Identification of Nitric Oxide as an Endogenous Inhibitor of 26S Proteasomes in Vascular Endothelial Cells
Figure 8
Upregulation of either O-GlcNAcylation or OGT suppresses 26S proteasome functionality.
The UbG76V-GFP-transfected HUVEC were treated with vehicle (medium) and glucosamine (5 mM) for indicated time up to 4h and followed by (A) quantifications of poly-Ub-GFP protein levels with an anti-GFP antibody and O-GlcNAc modification of Rpt2 with an anti-Rpt2 antibody (on WGA pull-down) in Western blot; (B) Western blotting of global O-GlcNAc modified proteins with an anti-O-GlcNAc antibody; (C) proteasomal chymotrypsin-like activity assay. (D) Overexpression of OGT not GFP increased both Rpt2 O-GlcNAcylation and the levels of reporter protein. (E) Chymotrypsin-like activity in GFP- and OGT-overexpressing cells.
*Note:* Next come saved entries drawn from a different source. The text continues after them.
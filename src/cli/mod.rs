//! CLI module for scanwatch
//!
//! This module contains all command-line interface related code including
//! argument parsing, command definitions, and command handlers.
//!
//! # Submodules
//!
//! - `args` - Command-line argument definitions using clap
//! - `commands` - Command handler implementations
//! - `progress` - Session status spinner and CLI output utilities

pub mod args;
pub mod commands;
pub mod progress;

// Re-export commonly used types for convenience
pub use args::{Args, Commands};
pub use commands::run_command;
pub use progress::DualWriter;
//! Command-line argument definitions
//!
//! This module defines all CLI arguments and subcommands using clap.

use crate::core::settings::ConfigOverrides;
use crate::device::traits::ColorMode;
use clap::{Args as ClapArgs, Parser, Subcommand, ValueEnum};
use std::path::PathBuf;

/// Unattended scan-to-folder sessions for network scanners
#[derive(Parser, Debug)]
#[command(name = "scanwatch")]
#[command(author = "Vihaan Reddy M")]
#[command(version)]
#[command(about = "Watch a network scanner and save every scan to a folder", long_about = None)]
pub struct Args {
    #[command(subcommand)]
    pub command: Commands,

    /// Path to configuration file
    #[arg(short, long, global = true)]
    pub config: Option<PathBuf>,

    /// Scanner address: host, host:port or URL (overrides config)
    #[arg(short, long, global = true)]
    pub address: Option<String>,

    /// Log level: error, warn, info, debug, trace (overrides config)
    #[arg(short, long, global = true)]
    pub log_level: Option<String>,
}

/// Color mode accepted on the command line
#[derive(ValueEnum, Clone, Copy, Debug, PartialEq, Eq)]
pub enum ColorArg {
    Color,
    Grayscale,
}

impl From<ColorArg> for ColorMode {
    fn from(arg: ColorArg) -> Self {
        match arg {
            ColorArg::Color => ColorMode::Color,
            ColorArg::Grayscale => ColorMode::Grayscale,
        }
    }
}

/// Options shared by both session modes
#[derive(ClapArgs, Debug, Clone, Default)]
pub struct SessionArgs {
    /// Output directory for scans (overrides config)
    #[arg(short, long)]
    pub output: Option<PathBuf>,

    /// Directory for pages in flight (overrides config)
    #[arg(long)]
    pub temp_dir: Option<PathBuf>,

    /// File name pattern, must contain {no}; strftime fields allowed
    #[arg(short, long)]
    pub pattern: Option<String>,

    /// Resolution in DPI
    #[arg(short, long)]
    pub resolution: Option<u32>,

    /// Scan width in 1/300 inch
    #[arg(long)]
    pub width: Option<u32>,

    /// Scan height in 1/300 inch
    #[arg(long)]
    pub height: Option<u32>,

    /// Color mode
    #[arg(long, value_enum)]
    pub color: Option<ColorArg>,

    /// Interval between probes while the scanner is unreachable (ms)
    #[arg(long)]
    pub reachability_poll_ms: Option<u64>,

    /// Stop after this many scans instead of running indefinitely
    #[arg(long, value_parser = clap::value_parser!(u64).range(1..))]
    pub max_scans: Option<u64>,

    /// Hide the status spinner
    #[arg(short, long)]
    pub quiet: bool,
}

impl SessionArgs {
    /// Overrides shared by both modes
    pub fn overrides(&self, address: Option<String>) -> ConfigOverrides {
        ConfigOverrides {
            address,
            directory: self.output.clone(),
            temp_directory: self.temp_dir.clone(),
            filename_pattern: self.pattern.clone(),
            resolution: self.resolution,
            width: self.width,
            height: self.height,
            color: self.color.map(ColorMode::from),
            reachability_poll_ms: self.reachability_poll_ms,
            ..Default::default()
        }
    }
}

#[derive(Subcommand, Debug)]
pub enum Commands {
    /// Wait for scans started from the scanner's panel
    ///
    /// Needs a scanner that pushes scan events. The built-in eSCL client
    /// cannot, so this refuses to start against it; use adf-autoscan.
    Listen {
        #[command(flatten)]
        session: SessionArgs,

        /// Name shown on the scanner panel (overrides config)
        #[arg(long)]
        label: Option<String>,
    },

    /// Scan automatically whenever paper is loaded in the document feeder
    AdfAutoscan {
        #[command(flatten)]
        session: SessionArgs,

        /// Scan both sides of each sheet
        #[arg(long)]
        duplex: Option<bool>,

        /// Merge the pages of each batch into one PDF
        #[arg(long)]
        pdf: Option<bool>,

        /// Interval between feeder checks (ms)
        #[arg(long)]
        poll_interval_ms: Option<u64>,

        /// Delay between detecting paper and starting the scan (ms)
        #[arg(long)]
        start_delay_ms: Option<u64>,
    },

    /// Check whether the scanner answers and show its feeder state
    Status,

    /// Show what the scanner supports
    Capabilities {
        /// Print as JSON
        #[arg(long)]
        json: bool,
    },

    /// Show or create the configuration file
    ///
    /// The config file is looked up at:
    /// - ./scanwatch.toml
    /// - Linux: ~/.config/scanwatch/config.toml
    /// - Windows: %APPDATA%\scanwatch\config.toml
    Config {
        /// Show the config file path only
        #[arg(long)]
        path: bool,

        /// Write a commented default config (to the standard location, or OUTPUT)
        #[arg(long)]
        generate: bool,

        /// Where to write the generated config
        #[arg(short, long, requires = "generate")]
        output: Option<PathBuf>,

        /// Print the effective configuration as JSON
        #[arg(long)]
        json: bool,
    },

    /// Run simulated sessions against a scripted scanner
    ///
    /// No scanner required: each scenario scripts device behavior and
    /// states the expected outcome.
    Simulate {
        /// Scenario names (comma-separated); all scenarios when empty
        #[arg(value_delimiter = ',')]
        scenarios: Vec<String>,

        /// Only run scenarios with this tag
        #[arg(short, long)]
        tag: Option<String>,

        /// List scenarios instead of running them
        #[arg(long)]
        list: bool,

        /// Folder for scenario output (defaults to the system temp dir)
        #[arg(short, long)]
        output: Option<PathBuf>,

        /// Really wait for pacing and poll intervals
        #[arg(long)]
        real_time: bool,
    },
}
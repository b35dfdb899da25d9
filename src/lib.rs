//! scanwatch Library
//!
//! Unattended scan-to-folder sessions for network scanners. A session waits
//! for the scanner, blocks until a scan is triggered (a button on the device
//! panel, or paper in the document feeder), saves the pages under a
//! numbered file name and keeps going through network hiccups and scanner
//! outages.
//!
//! # Architecture
//!
//! The library is organized into the following modules:
//!
//! - [`core`] - Configuration, error handling, naming and numbering,
//!   persistence and the session loop
//! - [`device`] - The scanner client boundary, the eSCL HTTP client and the
//!   session adapters
//! - [`cli`] - Command-line interface (only used by the binary)
//! - [`testdb`] - Mock scanner and scripted scenarios for testing
//!
//! # Example Usage
//!
//! ```rust,no_run
//! use scanwatch::core::config::Config;
//! use scanwatch::core::folders::FsFolderResolver;
//! use scanwatch::core::launch::{run_session, SessionHooks};
//! use scanwatch::core::session::SessionPolicy;
//! use scanwatch::core::settings::{resolve, ConfigOverrides, SessionMode};
//! use scanwatch::device::EsclClient;
//! use std::sync::Arc;
//!
//! fn main() -> anyhow::Result<()> {
//!     let config = Config::load_default()?;
//!     let overrides = ConfigOverrides {
//!         address: Some("192.168.1.40".to_string()),
//!         ..Default::default()
//!     };
//!
//!     let run = resolve(
//!         &config,
//!         &overrides,
//!         SessionMode::AdfAutoscan,
//!         &FsFolderResolver::new("scanwatch"),
//!         None,
//!     )?;
//!
//!     let client = Arc::new(EsclClient::new(&run.device_address, run.request_timeout)?);
//!     let summary = run_session(
//!         client,
//!         &run,
//!         SessionPolicy::for_run(&run),
//!         SessionHooks::default(),
//!     )?;
//!     println!("Stopped: {}", summary.stop);
//!     Ok(())
//! }
//! ```
//!
//! # Testing Without a Scanner
//!
//! ```rust,no_run
//! use scanwatch::testdb::{TestRunner, TestRunnerConfig};
//!
//! let summary = TestRunner::with_config(TestRunnerConfig::default()).run_all();
//! println!("Passed: {}/{}", summary.passed, summary.total);
//! ```

pub mod cli;
pub mod core;
pub mod device;
pub mod testdb;

/// Library version
pub const VERSION: &str = env!("CARGO_PKG_VERSION");

/// Library name
pub const NAME: &str = env!("CARGO_PKG_NAME");
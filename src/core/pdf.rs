//! Minimal PDF assembly for scanned pages
//!
//! Pages arrive from the scanner as JPEG. They are embedded unchanged
//! (`/DCTDecode`), one image per page, with the page size derived from the
//! pixel dimensions and the scan resolution.

use crate::core::error::{Result, ScanError};
use crate::device::traits::ScannedPage;
use image::{ColorType, ImageDecoder, ImageReader};
use std::io::{Cursor, Write};

/// Points per inch in PDF user space
const POINTS_PER_INCH: f64 = 72.0;

/// Header facts about one JPEG page
#[derive(Debug, Clone, Copy, PartialEq, Eq)]
pub struct JpegInfo {
    pub width: u32,
    pub height: u32,
    pub grayscale: bool,
}

/// Read dimensions and color space from JPEG data without decoding pixels
pub fn inspect_jpeg(data: &[u8]) -> Result<JpegInfo> {
    let reader = ImageReader::with_format(Cursor::new(data), image::ImageFormat::Jpeg);
    let decoder = reader.into_decoder()?;
    let (width, height) = decoder.dimensions();
    let grayscale = matches!(
        decoder.color_type(),
        ColorType::L8 | ColorType::L16 | ColorType::La8 | ColorType::La16
    );

    Ok(JpegInfo {
        width,
        height,
        grayscale,
    })
}

/// Tracks object offsets while the document is written
struct PdfWriter {
    out: Vec<u8>,
    offsets: Vec<usize>,
}

impl PdfWriter {
    fn new(object_count: usize) -> Self {
        let mut out = Vec::new();
        out.extend_from_slice(b"%PDF-1.4\n%\xE2\xE3\xCF\xD3\n");
        Self {
            out,
            offsets: vec![0; object_count + 1],
        }
    }

    fn begin_object(&mut self, id: usize) {
        self.offsets[id] = self.out.len();
        self.write_str(&format!("{} 0 obj\n", id));
    }

    fn end_object(&mut self) {
        self.write_str("endobj\n");
    }

    fn dictionary_object(&mut self, id: usize, body: &str) {
        self.begin_object(id);
        self.write_str(body);
        self.write_str("\n");
        self.end_object();
    }

    fn stream_object(&mut self, id: usize, dictionary: &str, data: &[u8]) {
        self.begin_object(id);
        self.write_str(&format!("<< {} /Length {} >>\nstream\n", dictionary, data.len()));
        self.out.extend_from_slice(data);
        self.write_str("\nendstream\n");
        self.end_object();
    }

    fn write_str(&mut self, text: &str) {
        self.out.extend_from_slice(text.as_bytes());
    }

    fn finish(mut self, root: usize) -> Vec<u8> {
        let xref_offset = self.out.len();
        let size = self.offsets.len();

        let mut xref = format!("xref\n0 {}\n0000000000 65535 f \n", size);
        for offset in &self.offsets[1..] {
            xref.push_str(&format!("{:010} 00000 n \n", offset));
        }
        self.write_str(&xref);
        self.write_str(&format!(
            "trailer\n<< /Size {} /Root {} 0 R >>\nstartxref\n{}\n%%EOF\n",
            size, root, xref_offset
        ));

        self.out
    }
}

fn points(pixels: u32, resolution: u32) -> f64 {
    pixels as f64 * POINTS_PER_INCH / resolution.max(1) as f64
}

/// Build a PDF document with one page per scanned JPEG
pub fn assemble_pdf(pages: &[ScannedPage], resolution: u32) -> Result<Vec<u8>> {
    if pages.is_empty() {
        return Err(ScanError::Protocol("no pages to assemble".to_string()));
    }

    // 1: catalog, 2: page tree, then page/content/image per page
    let object_count = 2 + pages.len() * 3;
    let mut pdf = PdfWriter::new(object_count);

    let kids: Vec<String> = (0..pages.len())
        .map(|i| format!("{} 0 R", 3 + i * 3))
        .collect();

    pdf.dictionary_object(1, "<< /Type /Catalog /Pages 2 0 R >>");
    pdf.dictionary_object(
        2,
        &format!(
            "<< /Type /Pages /Kids [{}] /Count {} >>",
            kids.join(" "),
            pages.len()
        ),
    );

    for (i, page) in pages.iter().enumerate() {
        let info = inspect_jpeg(&page.data)?;
        let page_id = 3 + i * 3;
        let content_id = page_id + 1;
        let image_id = page_id + 2;

        let width = points(info.width, resolution);
        let height = points(info.height, resolution);

        pdf.dictionary_object(
            page_id,
            &format!(
                "<< /Type /Page /Parent 2 0 R /MediaBox [0 0 {:.2} {:.2}] \
                 /Resources << /XObject << /Im0 {} 0 R >> >> /Contents {} 0 R >>",
                width, height, image_id, content_id
            ),
        );

        let mut content = Vec::new();
        write!(content, "q\n{:.2} 0 0 {:.2} 0 0 cm\n/Im0 Do\nQ\n", width, height)?;
        pdf.stream_object(content_id, "", &content);

        let color_space = if info.grayscale {
            "/DeviceGray"
        } else {
            "/DeviceRGB"
        };
        pdf.stream_object(
            image_id,
            &format!(
                "/Type /XObject /Subtype /Image /Width {} /Height {} /ColorSpace {} \
                 /BitsPerComponent 8 /Filter /DCTDecode",
                info.width, info.height, color_space
            ),
            &page.data,
        );
    }

    Ok(pdf.finish(1))
}

#[cfg(test)]
mod tests {
    use super::*;
    use crate::testdb::synthetic_page;

    fn page(index: usize, width: u32, height: u32) -> ScannedPage {
        ScannedPage {
            index,
            data: synthetic_page(width, height, index as u64).unwrap(),
        }
    }

    #[test]
    fn test_inspect_jpeg() {
        let data = synthetic_page(40, 30, 1).unwrap();
        let info = inspect_jpeg(&data).unwrap();
        assert_eq!(info.width, 40);
        assert_eq!(info.height, 30);
        assert!(!info.grayscale);
    }

    #[test]
    fn test_inspect_rejects_garbage() {
        assert!(inspect_jpeg(b"not a jpeg").is_err());
    }

    #[test]
    fn test_assemble_two_pages() {
        let pages = vec![page(1, 200, 300), page(2, 200, 300)];
        let pdf = assemble_pdf(&pages, 100).unwrap();
        let text = String::from_utf8_lossy(&pdf);

        assert!(pdf.starts_with(b"%PDF-1.4"));
        assert!(text.contains("/Count 2"));
        assert!(text.contains("/Kids [3 0 R 6 0 R]"));
        // 200 px at 100 dpi = 2 inches = 144 points
        assert!(text.contains("/MediaBox [0 0 144.00 216.00]"));
        assert!(text.contains("/Filter /DCTDecode"));
        assert!(text.trim_end().ends_with("%%EOF"));
    }

    #[test]
    fn test_xref_offsets_point_at_objects() {
        let pages = vec![page(1, 50, 50)];
        let pdf = assemble_pdf(&pages, 300).unwrap();
        let text = String::from_utf8_lossy(&pdf).into_owned();

        let startxref = text.rfind("startxref\n").unwrap();
        let xref_offset: usize = text[startxref + 10..]
            .lines()
            .next()
            .unwrap()
            .parse()
            .unwrap();
        assert!(pdf[xref_offset..].starts_with(b"xref"));

        let table = String::from_utf8_lossy(&pdf[xref_offset..]).into_owned();
        let entries: Vec<&str> = table.lines().skip(3).take(5).collect();
        assert_eq!(entries.len(), 5);
        for (i, entry) in entries.iter().enumerate() {
            let offset: usize = entry[..10].parse().unwrap();
            let expected = format!("{} 0 obj", i + 1);
            assert!(pdf[offset..].starts_with(expected.as_bytes()));
        }
    }

    #[test]
    fn test_assemble_empty_is_error() {
        assert!(assemble_pdf(&[], 300).is_err());
    }
}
The blots shown were representative of 3 independent experiments with similar results. * represents p<0.05 vs the control (n = 3). An overlaid portion (less exposure) of each whole blot indicating Ub-GFP is presented. Ub-GFP, ubiquitin-green fluorescent protein; OGT, O-GlcNAc transferase; UDP-GlcNAc, Uridine diphosphate-GlcNAc; WGA, wheat germ agglutinin.